The free energy change associated with the oxidation or reduction of a purified flavoprotein is assessed by measuring the oxidation-reduction (redox) potential of the bound flavin. The measurement is made by balancing the partially-reduced flavoprotein against another redox system of known redox potential (,). The reference can be a second redox system in solution, such as a well-characterized dye, in which case the flavoprotein and dye are brought into an equilibrium that can be analyzed spectroscopically. Alternatively, the potential in the solution of partially reduced flavoprotein is balanced against the potential of a standard electro chemical half-cell, such as a mercury/mercuric chloride (calomel) electrode.
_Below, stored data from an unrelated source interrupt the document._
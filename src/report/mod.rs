//! Formatted terminal output for the non-interactive report.
//!
//! We keep formatting code in one place so:
//! - the metrics code stays clean and testable
//! - output changes are localized (important for future snapshot tests)

pub mod format;

pub use format::*;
In the second case, the redox potential of the flavoprotein is probed with an inert metal such as gold or platinum, electrical connection between the flavoprotein and the calomel electrode is completed with a salt bridge made from saturated KCl, and the difference in potential between the partially reduced flavoprotein and the standard electrochemical half-cell is determined with a voltmeter. A value for the redox potential at half-reduction of the flavoprotein is calculated (E M) and expressed in volts with the standard hydrogen electrode as the point of reference (E M=0 V). When E M for one system is less positive (or more negative) than E M for a second system, the first system is the more reducing and the direction of electron transfer will tend to be towards the second system.